宮城野通を新寺方面に進み、ちょうどヨドバシカメラを越したあたり、仙台市地下鉄東西線「宮城野通駅」の近くに、不思議な看板がある。
レモン色の下地に大きく、目玉のイラストと「カトマンドゥ」という目が釘付けになるようなインパクトのある看板。スパイシーな異国料理が好きな私は、店に入ってみた。
出迎えてくれたのは、ネパール人のオーナー、サンジブさんと、日本人のスタッフさん。サンジブさんは、スタッフさんに「親方」と呼ばれている。「カトマンドゥ」の店名の由来はネパールの首都カトマンズのネパール読み。
ネパールはインドや中国が隣接している事もあり、ヒンズー教仏教、どちらも広く浸透している。店内は、ヒンズー教の神様ガネーシャと、チベット仏教の神様が祭られ、異国情緒にあふれている。
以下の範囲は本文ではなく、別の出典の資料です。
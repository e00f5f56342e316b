pub mod accounts;
pub mod health;
pub mod ledger;
pub mod maintenance;
pub mod practice;
pub mod reports;
pub mod settings;
pub mod trust;

use serde::Deserialize;

use crate::error::ApiError;

/// `?confirm=true`, required by every route that deletes data
#[derive(Debug, Default, Deserialize)]
pub struct ConfirmQuery {
    #[serde(default)]
    pub confirm: bool,
}

impl ConfirmQuery {
    pub fn require(&self, action: &'static str) -> Result<(), ApiError> {
        if self.confirm {
            Ok(())
        } else {
            Err(ApiError::ConfirmationRequired { action })
        }
    }
}
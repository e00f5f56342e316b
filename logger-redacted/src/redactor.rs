use lazy_static::lazy_static;
use regex::Regex;

lazy_static! {
    static ref EMAIL_REGEX: Regex = Regex::new(r"\b[A-Za-z0-9._%+-]+@[A-Za-z0-9.-]+\.[A-Za-z]{2,}\b").unwrap();
    static ref PHONE_REGEX: Regex = Regex::new(r"(?:\+\d{1,3}[-.\s]?)?\(?\d{3}\)?[-.\s]?\d{3}[-.\s]?\d{4}\b").unwrap();
    static ref IBAN_REGEX: Regex = Regex::new(r"\b[A-Z]{2}\d{2}[A-Z0-9]{11,30}\b").unwrap();
    static ref ACCOUNT_NUMBER_REGEX: Regex = Regex::new(r"\b\d{8,17}\b").unwrap();
}

/// PII redaction configuration
#[derive(Debug, Clone)]
pub struct RedactionConfig {
    pub redact_emails: bool,
    pub redact_phones: bool,
    pub redact_bank_accounts: bool,
    pub custom_patterns: Vec<(Regex, String)>,
}

impl Default for RedactionConfig {
    fn default() -> Self {
        Self {
            redact_emails: true,
            redact_phones: true,
            redact_bank_accounts: true,
            custom_patterns: Vec::new(),
        }
    }
}

impl RedactionConfig {
    /// Configuration that leaves text untouched
    pub fn disabled() -> Self {
        Self {
            redact_emails: false,
            redact_phones: false,
            redact_bank_accounts: false,
            custom_patterns: Vec::new(),
        }
    }
}

/// Masks client contact details and bank numbers in free-text memos
#[derive(Debug, Clone, Default)]
pub struct PiiRedactor {
    config: RedactionConfig,
}

impl PiiRedactor {
    pub fn new(config: RedactionConfig) -> Self {
        Self { config }
    }

    pub fn from_enabled(enabled: bool) -> Self {
        if enabled {
            Self::default()
        } else {
            Self::new(RedactionConfig::disabled())
        }
    }

    pub fn redact(&self, text: &str) -> String {
        let mut result = text.to_string();

        if self.config.redact_emails {
            result = Self::redact_emails(&result);
        }

        // Long digit runs are account numbers, so they go before phone matching
        if self.config.redact_bank_accounts {
            result = Self::redact_bank_accounts(&result);
        }

        if self.config.redact_phones {
            result = PHONE_REGEX.replace_all(&result, "(***) ***-****").to_string();
        }

        for (pattern, replacement) in &self.config.custom_patterns {
            result = pattern.replace_all(&result, replacement.as_str()).to_string();
        }

        result
    }

    fn redact_emails(text: &str) -> String {
        EMAIL_REGEX
            .replace_all(text, |caps: &regex::Captures| {
                let email = caps.get(0).map_or("", |m| m.as_str());
                match email.split_once('@') {
                    Some((local, domain)) => format!(
                        "{}***@{}***",
                        local.chars().next().unwrap_or('*'),
                        domain.chars().next().unwrap_or('*')
                    ),
                    None => "***@***".to_string(),
                }
            })
            .to_string()
    }

    fn redact_bank_accounts(text: &str) -> String {
        let masked = IBAN_REGEX.replace_all(text, |caps: &regex::Captures| {
            mask_keep_last(caps.get(0).map_or("", |m| m.as_str()), 4)
        });
        ACCOUNT_NUMBER_REGEX
            .replace_all(&masked, |caps: &regex::Captures| {
                mask_keep_last(caps.get(0).map_or("", |m| m.as_str()), 4)
            })
            .to_string()
    }
}

fn mask_keep_last(value: &str, keep: usize) -> String {
    let len = value.chars().count();
    value
        .chars()
        .enumerate()
        .map(|(i, c)| if i + keep < len { '*' } else { c })
        .collect()
}

#[cfg(test)]
mod tests {
    use super::*;

    #[test]
    fn test_email_redaction() {
        let redactor = PiiRedactor::default();

        let redacted = redactor.redact("Retainer from john.doe@example.com");
        assert!(redacted.contains("j***@e***"));
        assert!(!redacted.contains("john.doe"));
    }

    #[test]
    fn test_phone_redaction() {
        let redactor = PiiRedactor::default();

        let redacted = redactor.redact("Call client at (555) 123-4567");
        assert!(redacted.contains("(***) ***-****"));
    }

    #[test]
    fn test_bank_account_keeps_last_four_digits() {
        let redactor = PiiRedactor::default();

        let redacted = redactor.redact("Wire to EG380019000500000000263180002");
        assert!(redacted.ends_with("0002"));
        assert!(!redacted.contains("EG38001900"));
    }

    #[test]
    fn test_disabled_redactor_is_identity() {
        let redactor = PiiRedactor::from_enabled(false);
        let memo = "Refund to jane@firm.com";
        assert_eq!(redactor.redact(memo), memo);
    }
}
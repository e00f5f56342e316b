use accounting_service::DeletionReport;
use axum::extract::State;
use uuid::Uuid;

use crate::error::{api_success, ApiResult};
use crate::extract::{AppPath, AppQuery};
use crate::handlers::ConfirmQuery;
use crate::server::LedgerServer;

/// Removes all of the company's books in one transaction
pub async fn wipe_company(
    State(server): State<LedgerServer>,
    AppPath(company_id): AppPath<Uuid>,
    AppQuery(confirm): AppQuery<ConfirmQuery>,
) -> ApiResult<DeletionReport> {
    confirm.require("wipe-financials")?;
    let report = server
        .service
        .maintenance()
        .wipe_company_financials(company_id)
        .await?;
    Ok(api_success(report))
}

pub async fn delete_project(
    State(server): State<LedgerServer>,
    AppPath(project_id): AppPath<Uuid>,
    AppQuery(confirm): AppQuery<ConfirmQuery>,
) -> ApiResult<DeletionReport> {
    confirm.require("delete-project")?;
    let report = server.service.maintenance().delete_project(project_id).await?;
    Ok(api_success(report))
}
ガネーシャは頭部が象で体が人間のヒンドゥー教の神様。商売繁盛や富を象徴する
「チベット仏教の神様は『人間と人間はつながっている、仲良くする』という教えに基づいているんだ。」とサンジブさんが教えてくれた
おすすめの看板商品を伺うと、「看板商品は俺」なんて冗談も交えながら気さくにいろいろと教えてくれた。
提供しているのはネパールの家庭料理。おすすめはネパールの餃子と、ひよこ豆のカレー煮。
常連のお客さんから
「親方、今日の餃子蒸し過ぎじゃない!」
なんて、愛のある指摘が飛ぶ。
「ごめんごめん、ちゃんと火を通したくて、いつもより蒸し過ぎたかな。」
とサンジブさん。お客さんと笑い合う。
なんだか、ネパールの台所にいるみたいだ。お父さんと家族の会話のようで緊張していた私の気持ちも解けていった。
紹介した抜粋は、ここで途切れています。